Agile Data Science 2.0: Building Full-Stack Data Analytics Applications with Spark

Russell Jurney

買這商品的人也買了...

商品描述

Agile Data Science 2.0 covers the theory and practice of applying agile methods to the practice of applied analytics research called data science. The book takes the stance that data products are the preferred output format for data science teams to effect change in an organization. Accordingly, we show how to "get meta" to enable agility in building applications describing the applied research process itself. Then we show how to use big data tools to iteratively build, deploy and refine analytics applications. Tracking data-product development through the five stages of the "data value pyramid", we show you how to build applications from conception through development through deployment and then through iterative improvement. Application development is a fundamental skill for a data scientist, and by publishing your data science work as a web application, we show you how to effect maximal change within your organization.

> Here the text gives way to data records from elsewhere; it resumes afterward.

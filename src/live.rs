//! Client for the external live-data source.
//!
//! The source is a spreadsheet-backed JSON endpoint returning
//! `{latest: {temperature, humidity, aqi, category}, history: [...]}`.
//! Field types are not guaranteed, so numbers go through [`coerce_float`].

use std::time::Duration;

use serde_json::Value;
use tracing::debug;

use crate::error::LiveDataError;
use crate::models::coerce_float;
use crate::LiveReading;

// ---

/// Shared outbound client with a bounded per-request timeout.
#[derive(Debug, Clone)]
pub struct LiveDataClient {
    client: reqwest::Client,
    url: String,
}

impl LiveDataClient {
    pub fn new(url: impl Into<String>, timeout: Duration) -> Result<Self, LiveDataError> {
        // ---
        let client = reqwest::Client::builder().timeout(timeout).build()?;
        Ok(Self {
            client,
            url: url.into(),
        })
    }

    /// Fetch and normalize the latest reading.
    pub async fn fetch(&self) -> Result<LiveReading, LiveDataError> {
        // ---
        debug!("Fetching live data from: {}", self.url);

        let payload: Value = self
            .client
            .get(&self.url)
            .send()
            .await?
            .error_for_status()?
            .json()
            .await?;

        parse_payload(&payload)
    }
}

/// Validate and normalize an upstream payload.
pub fn parse_payload(payload: &Value) -> Result<LiveReading, LiveDataError> {
    // ---
    let root = payload
        .as_object()
        .ok_or(LiveDataError::Malformed("response is not a JSON object"))?;
    let latest = root
        .get("latest")
        .and_then(Value::as_object)
        .ok_or(LiveDataError::Malformed("missing 'latest' object"))?;

    let category = match latest.get("category") {
        Some(Value::String(s)) => s.clone(),
        None | Some(Value::Null) => "Unknown".to_string(),
        Some(other) => other.to_string(),
    };

    let history = match root.get("history") {
        Some(Value::Array(items)) => items.clone(),
        _ => Vec::new(),
    };

    Ok(LiveReading {
        temperature: coerce_float(latest.get("temperature"), 0.0),
        humidity: coerce_float(latest.get("humidity"), 0.0),
        aqi: coerce_float(latest.get("aqi"), 0.0),
        category,
        history,
        error: None,
    })
}

#[cfg(test)]
mod tests {
    // ---
    use super::*;
    use serde_json::json;

    #[test]
    fn test_well_formed_payload() {
        // ---
        let payload = json!({
            "latest": {"temperature": 21.5, "humidity": 60, "aqi": 42, "category": "Good"},
            "history": [{"temperature": 20.0, "humidity": 62, "aqi": 40}]
        });

        let reading = parse_payload(&payload).unwrap();

        assert_eq!(reading.temperature, 21.5);
        assert_eq!(reading.humidity, 60.0);
        assert_eq!(reading.aqi, 42.0);
        assert_eq!(reading.category, "Good");
        assert_eq!(reading.history.len(), 1);
        assert!(reading.error.is_none());
    }

    #[test]
    fn test_sloppy_fields_are_coerced() {
        // ---
        let payload = json!({
            "latest": {"temperature": "23.1", "humidity": null, "aqi": "#N/A"}
        });

        let reading = parse_payload(&payload).unwrap();

        assert_eq!(reading.temperature, 23.1);
        assert_eq!(reading.humidity, 0.0);
        assert_eq!(reading.aqi, 0.0);
        assert_eq!(reading.category, "Unknown");
        assert!(reading.history.is_empty());
    }

    #[test]
    fn test_missing_latest() {
        // ---
        let err = parse_payload(&json!({"history": []})).unwrap_err();
        assert!(matches!(err, LiveDataError::Malformed(_)));

        let err = parse_payload(&json!({"latest": [1, 2, 3]})).unwrap_err();
        assert!(matches!(err, LiveDataError::Malformed(_)));
    }

    #[test]
    fn test_non_object_root() {
        // ---
        let err = parse_payload(&json!(["latest"])).unwrap_err();
        assert_eq!(err.to_string(), "malformed live data: response is not a JSON object");
    }
}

Technologies covered include Python, Apache Spark (Spark MLlib, Spark Streaming), Apache Kafka, MongoDB, ElasticSearch, d3.js, scikit-learn and Apache Airflow. More important than any one technology, we show you how to compose a data platform to make you a productive application developer.

商品描述(中文翻譯)

《敏捷數據科學2.0》涵蓋了將敏捷方法應用於應用分析研究(即數據科學)的理論和實踐。本書認為,數據產品是數據科學團隊在組織中實現變革的首選輸出格式。因此,我們展示了如何“獲取元數據”,以實現在構建描述應用研究過程的應用程序時的敏捷性。然後,我們展示了如何使用大數據工具來迭代地構建、部署和改進分析應用程序。通過跟踪數據產品開發過程中的五個階段(即“數據價值金字塔”),我們向您展示了如何從構思、開發、部署到迭代改進來構建應用程序。應用程序開發是數據科學家的基本技能,通過將數據科學工作發布為 Web 應用程序,我們向您展示了如何在組織內實現最大的變革。

涵蓋的技術包括 Python、Apache Spark(Spark MLlib、Spark Streaming)、Apache Kafka、MongoDB、ElasticSearch、d3.js、scikit-learn 和 Apache Airflow。比任何一種技術更重要的是,我們向您展示了如何組合數據平台,使您成為高效的應用程序開發人員。